Gobekli Tepe

About 115 km away from the city of Sanliurfa in South Eastern Turkey lies the prehistoric site of Gobekli Tepe, meaning ‘Pot Belly Hill’.

The site is dated to have been built between 10,000 and 8000 BC. It consists of twenty circular open roofed temples constructed of massive T-shaped limestone pillars up to 6 m (20 ft) tall and weighing between 7 and 10 tons.

When the site was abandoned sometime in the 8th millenium BC  each enclosure was deliberately buried in 300 to 500 cubic meters of refuse essentially entombing the temples. Originally the site was mistaken for a cemetery, but to date the exact details of Gobekli Tepe’s function remains a mystery.

 

Some of the T-shaped pillars have human arms carved on their lower half suggesting that they are intended to represent stylized humans. Other carvings include lions, snakes, boars, bulls, spiders, scorpions, cranes, vultures, and foxes.

Klaus Schmidt, a German archaeologist and pre-historian who led the excavation at Gobekli Tepe from 1996 to 2014, proposes that the findings at Gobeklitepe suggest a novel theory of civilization…

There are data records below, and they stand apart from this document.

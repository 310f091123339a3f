//! In-memory backend.

use crate::backend::StorageBackend;
use crate::error::{StorageError, StorageResult};
use parking_lot::RwLock;

/// Keeps the journal in a growable buffer.
///
/// Nothing survives the process. Used by in-memory stores and by tests
/// that want to inspect or pre-seed journal bytes.
#[derive(Debug, Default)]
pub struct InMemoryBackend {
    bytes: RwLock<Vec<u8>>,
}

impl InMemoryBackend {
    /// Creates an empty backend.
    #[must_use]
    pub fn new() -> Self {
        Self::default()
    }

    /// Creates a backend holding `bytes`, e.g. a journal captured earlier.
    #[must_use]
    pub fn with_data(bytes: Vec<u8>) -> Self {
        Self {
            bytes: RwLock::new(bytes),
        }
    }

    /// Returns a copy of the stored bytes.
    #[must_use]
    pub fn data(&self) -> Vec<u8> {
        self.bytes.read().clone()
    }
}

impl StorageBackend for InMemoryBackend {
    fn read_at(&self, offset: u64, len: usize) -> StorageResult<Vec<u8>> {
        let bytes = self.bytes.read();
        let size = bytes.len() as u64;
        let start = usize::try_from(offset).map_err(|_| StorageError::ReadPastEnd {
            offset,
            len,
            size,
        })?;
        let end = start.saturating_add(len);
        if end > bytes.len() {
            return Err(StorageError::ReadPastEnd { offset, len, size });
        }
        Ok(bytes[start..end].to_vec())
    }

    fn append(&mut self, data: &[u8]) -> StorageResult<u64> {
        let mut bytes = self.bytes.write();
        let offset = bytes.len() as u64;
        bytes.extend_from_slice(data);
        Ok(offset)
    }

    fn flush(&mut self) -> StorageResult<()> {
        Ok(())
    }

    fn sync(&mut self) -> StorageResult<()> {
        Ok(())
    }

    fn size(&self) -> StorageResult<u64> {
        Ok(self.bytes.read().len() as u64)
    }

    fn truncate(&mut self, new_size: u64) -> StorageResult<()> {
        let mut bytes = self.bytes.write();
        let size = bytes.len() as u64;
        if new_size > size {
            return Err(StorageError::InvalidTruncate {
                requested: new_size,
                size,
            });
        }
        // new_size <= len, so the cast cannot overflow
        bytes.truncate(new_size as usize);
        Ok(())
    }
}

#[cfg(test)]
mod tests {
    use super::*;

    #[test]
    fn append_reports_offsets() {
        let mut backend = InMemoryBackend::new();
        assert_eq!(backend.append(b"abc").unwrap(), 0);
        assert_eq!(backend.append(b"de").unwrap(), 3);
        assert_eq!(backend.size().unwrap(), 5);
    }

    #[test]
    fn read_at_returns_slice() {
        let backend = InMemoryBackend::with_data(b"journal".to_vec());
        assert_eq!(backend.read_at(3, 4).unwrap(), b"rnal");
        assert!(backend.read_at(5, 0).unwrap().is_empty());
    }

    #[test]
    fn read_past_end_fails() {
        let backend = InMemoryBackend::with_data(b"abc".to_vec());
        assert!(matches!(
            backend.read_at(2, 5),
            Err(StorageError::ReadPastEnd { .. })
        ));
        assert!(matches!(
            backend.read_at(9, 1),
            Err(StorageError::ReadPastEnd { .. })
        ));
    }

    #[test]
    fn read_all_returns_everything() {
        let mut backend = InMemoryBackend::new();
        backend.append(b"one").unwrap();
        backend.append(b"two").unwrap();
        assert_eq!(backend.read_all().unwrap(), b"onetwo");
    }

    #[test]
    fn truncate_drops_tail() {
        let mut backend = InMemoryBackend::with_data(b"keep-torn".to_vec());
        backend.truncate(4).unwrap();
        assert_eq!(backend.data(), b"keep");
    }

    #[test]
    fn truncate_cannot_grow() {
        let mut backend = InMemoryBackend::with_data(b"abc".to_vec());
        assert!(matches!(
            backend.truncate(10),
            Err(StorageError::InvalidTruncate { .. })
        ));
    }
}
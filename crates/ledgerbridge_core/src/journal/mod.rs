//! Commit journal.
//!
//! Every successful save is one [`CommitRecord`] appended to the journal
//! and flushed before the in-memory table changes. Opening a store replays
//! the journal from the start.
//!
//! ## Frame format
//!
//! ```text
//! | magic (4) | version (2) | length (4) | CBOR payload (N) | crc32 (4) |
//! ```
//!
//! ## Recovery
//!
//! - a frame cut short at the end of the journal is dropped and the journal
//!   truncated to the last complete frame
//! - a complete frame with a bad checksum, magic or version aborts open

mod record;
mod writer;

pub use record::{compute_crc32, CommitRecord, JournalOp, JOURNAL_MAGIC, JOURNAL_VERSION};
pub use writer::Journal;
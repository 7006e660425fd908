//! Shell session state.
//!
//! The selected vault lives here and is handed to the credential store
//! on every call; the store itself never remembers a vault.

use std::path::{Path, PathBuf};

use crate::config::Settings;
use crate::errors::{Result, ShelterError};
use crate::vault::CredentialStore;

/// State carried between commands of one pwshelter run.
pub struct Session {
    settings: Settings,
    store: CredentialStore,
    selected: Option<PathBuf>,
    clipboard: Option<arboard::Clipboard>,
}

impl Session {
    pub fn new(settings: Settings, selected: Option<PathBuf>) -> Self {
        let store = CredentialStore::from_settings(&settings);
        Self {
            settings,
            store,
            selected,
            clipboard: None,
        }
    }

    pub fn settings(&self) -> &Settings {
        &self.settings
    }

    pub fn store(&self) -> &CredentialStore {
        &self.store
    }

    /// The selected vault path, whether or not it exists yet.
    pub fn selected(&self) -> Option<&Path> {
        self.selected.as_deref()
    }

    /// Select an existing vault.
    pub fn select(&mut self, path: PathBuf) -> Result<()> {
        if !path.exists() {
            return Err(ShelterError::NotFound(path));
        }
        self.selected = Some(path);
        Ok(())
    }

    /// Select a vault that was just created.
    pub(crate) fn select_created(&mut self, path: PathBuf) {
        self.selected = Some(path);
    }

    /// The selected vault, which must exist.
    ///
    /// Checked before prompting so a typo does not cost a password entry.
    pub fn vault_path(&self) -> Result<PathBuf> {
        let path = self
            .selected
            .clone()
            .ok_or(ShelterError::NoVaultSelected)?;
        if !path.exists() {
            return Err(ShelterError::NotFound(path));
        }
        Ok(path)
    }

    /// Put `text` on the system clipboard.
    ///
    /// The clipboard handle is kept for the whole session; on X11 and
    /// Wayland the owning process serves the content.
    pub fn copy_to_clipboard(&mut self, text: &str) -> Result<()> {
        let clipboard = match self.clipboard.take() {
            Some(clipboard) => clipboard,
            None => arboard::Clipboard::new()
                .map_err(|e| ShelterError::ClipboardError(e.to_string()))?,
        };
        self.clipboard
            .insert(clipboard)
            .set_text(text)
            .map_err(|e| ShelterError::ClipboardError(e.to_string()))
    }
}
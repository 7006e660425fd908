use clap::Parser;
use pwshelter::cli::{self, Cli};
use tracing_subscriber::{layer::SubscriberExt, util::SubscriberInitExt, EnvFilter};

fn main() {
    init_tracing();

    let cli = Cli::parse();

    if let Err(e) = cli::run(cli) {
        cli::output::error(&e.to_string());
        std::process::exit(1);
    }
}

fn init_tracing() {
    // Diagnostics go to stderr and stay quiet unless RUST_LOG asks for more.
    let env_filter = EnvFilter::try_from_default_env().unwrap_or_else(|_| EnvFilter::new("warn"));
    let fmt_layer = tracing_subscriber::fmt::layer()
        .with_target(false)
        .with_writer(std::io::stderr);
    tracing_subscriber::registry()
        .with(env_filter)
        .with(fmt_layer)
        .init();
}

Academics have long assumed that only after people learned to farm and live in settled communities would they have had the time, organization and resources to build temples and create complicated social structures. However, the immensity of the undertaking at Gobekli Tepe suggests otherwise. 

These monuments could not have been erected without hundreds of workers all needing to be fed and housed. Schmidt argues that the extensive, coordinated effort to BUILD the monoliths literally laid down the groundwork for the development of the complex societies. The question then remains, according to Schmidt, was what was so important for these early people that they gathered here to carve, erect and then bury rings of seven ton stone pillars??

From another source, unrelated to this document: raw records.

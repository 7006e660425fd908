//! `pwshelter password` — retrieve one account password.

use crate::cli::output;
use crate::cli::{prompt_master_password, Session};
use crate::errors::Result;
use crate::vault::validate_name;

/// Execute the `password` command.
///
/// Copies to the clipboard unless `print` is set or the clipboard is
/// disabled in `.pwshelter.toml`.
pub fn execute(session: &mut Session, source: &str, account: &str, print: bool) -> Result<()> {
    validate_name("source", source)?;
    validate_name("account", account)?;
    let path = session.vault_path()?;
    let master = prompt_master_password()?;

    let password = session
        .store()
        .get_password(&path, source, account, &master)?;

    if print || !session.settings().clipboard {
        println!("{}", password.as_str());
    } else {
        session.copy_to_clipboard(&password)?;
        output::success("Password was copied to clipboard");
    }
    Ok(())
}
use std::path::{Path, PathBuf};

use serde::{Deserialize, Serialize};

use crate::crypto::Argon2Params;
use crate::errors::{Result, ShelterError};

/// Project-level configuration, loaded from `.pwshelter.toml`.
///
/// Every field has a sensible default so pwshelter works out-of-the-box
/// without any config file at all.
#[derive(Debug, Clone, Serialize, Deserialize)]
pub struct Settings {
    /// Vault used when no `--file` is given and nothing is selected.
    #[serde(default)]
    pub default_vault: Option<PathBuf>,

    /// Copy passwords to the clipboard instead of printing them.
    #[serde(default = "default_clipboard")]
    pub clipboard: bool,

    /// Argon2 memory cost in KiB (default: 64 MB).
    #[serde(default = "default_argon2_memory_kib")]
    pub argon2_memory_kib: u32,

    /// Argon2 iteration count (default: 3).
    #[serde(default = "default_argon2_iterations")]
    pub argon2_iterations: u32,

    /// Argon2 parallelism degree (default: 4).
    #[serde(default = "default_argon2_parallelism")]
    pub argon2_parallelism: u32,
}

// ── Serde default helpers ────────────────────────────────────────────

fn default_clipboard() -> bool {
    true
}

fn default_argon2_memory_kib() -> u32 {
    65_536 // 64 MB
}

fn default_argon2_iterations() -> u32 {
    3
}

fn default_argon2_parallelism() -> u32 {
    4
}

// ── Implementation ───────────────────────────────────────────────────

impl Default for Settings {
    fn default() -> Self {
        Self {
            default_vault: None,
            clipboard: default_clipboard(),
            argon2_memory_kib: default_argon2_memory_kib(),
            argon2_iterations: default_argon2_iterations(),
            argon2_parallelism: default_argon2_parallelism(),
        }
    }
}

impl Settings {
    /// Name of the config file we look for in the working directory.
    pub const FILE_NAME: &'static str = ".pwshelter.toml";

    /// Load settings from `<dir>/.pwshelter.toml`.
    ///
    /// If the file does not exist, defaults are returned.
    /// If the file exists but cannot be parsed, an error is returned.
    pub fn load(dir: &Path) -> Result<Self> {
        let config_path = dir.join(Self::FILE_NAME);

        if !config_path.exists() {
            return Ok(Self::default());
        }

        let contents = std::fs::read_to_string(&config_path)?;

        let mut settings: Settings = toml::from_str(&contents).map_err(|e| {
            ShelterError::ConfigError(format!("Failed to parse {}: {e}", config_path.display()))
        })?;

        // A relative default vault is relative to the config file.
        if let Some(vault) = settings.default_vault.take() {
            settings.default_vault = Some(if vault.is_relative() {
                dir.join(vault)
            } else {
                vault
            });
        }

        settings.argon2_params().validate().map_err(|e| {
            ShelterError::ConfigError(format!("{}: {e}", config_path.display()))
        })?;

        Ok(settings)
    }

    /// Convert the Argon2 settings into crypto-layer params.
    pub fn argon2_params(&self) -> Argon2Params {
        Argon2Params {
            memory_kib: self.argon2_memory_kib,
            iterations: self.argon2_iterations,
            parallelism: self.argon2_parallelism,
        }
    }
}

// ── Tests ────────────────────────────────────────────────────────────
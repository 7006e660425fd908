//! `pwshelter encrypt` / `pwshelter decrypt` — password-protect any text
//! file, independent of the vault structure.

use std::path::Path;

use crate::cli::output;
use crate::cli::{confirm, prompt_new_password, prompt_password, Session};
use crate::errors::{Result, ShelterError};

/// Execute the `encrypt` command.
pub fn encrypt(session: &mut Session, input: &Path, output_path: &Path) -> Result<()> {
    check_paths(input, output_path)?;

    let password = prompt_new_password("File password", 1)?;
    session
        .store()
        .encrypt_file(input, output_path, &password)?;

    output::success(&format!(
        "Encrypted {} to {}",
        input.display(),
        output_path.display()
    ));
    Ok(())
}

/// Execute the `decrypt` command.
pub fn decrypt(session: &mut Session, input: &Path, output_path: &Path) -> Result<()> {
    check_paths(input, output_path)?;

    let password = prompt_password("File password")?;
    session
        .store()
        .decrypt_file(input, output_path, &password)?;

    output::success(&format!(
        "Decrypted {} to {}",
        input.display(),
        output_path.display()
    ));
    output::warning(&format!(
        "{} now holds plaintext; delete it when done.",
        output_path.display()
    ));
    Ok(())
}

/// The input must exist; an existing output is only replaced after
/// confirmation.
fn check_paths(input: &Path, output_path: &Path) -> Result<()> {
    if !input.exists() {
        return Err(ShelterError::NotFound(input.to_path_buf()));
    }
    if output_path.exists()
        && !confirm(&format!("Overwrite {}?", output_path.display()))?
    {
        return Err(ShelterError::UserCancelled);
    }
    Ok(())
}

Danielle Stordeur (National Center for Scientific Research in France) emphasizes the significance of the vulture carvings. She states that some cultures have long believed the high flying carrion birds transported the flesh of the dead up to the heavens.’

B.G. Sidarth, author of The Celestial Key to the Vedas, notes that astronomical events are like the calibrators of time. This certainly seems to be the case for Martin B. Sweatman  (School of Engineering, University of Edinburgh) and Alistair Coombs (Department of Religious Studies, University of Kent) in their paper  Decoding European Palaeolithic art: Extremely ancient knowledge of precession of the equinoxes. 

Sweatman and Coombs use Gobekli Tepe among other ancient sites to conclude that the astronomical knowledge of ancient people enabled them to record dates, using animal symbols to represent star constellations, in terms of the precession of the equinoxes. They specifically note how the Vulture Stone can be viewed as a memorial to the proposed Younger Dryas event, a collision with cometary debris, which likely triggered the Younger Dryas period with all it’s catastrophic consequences.

As this century progresses, there is a growing awareness that ancient cultures had a level of knowledge and awareness that we do not have NOR do we really understand.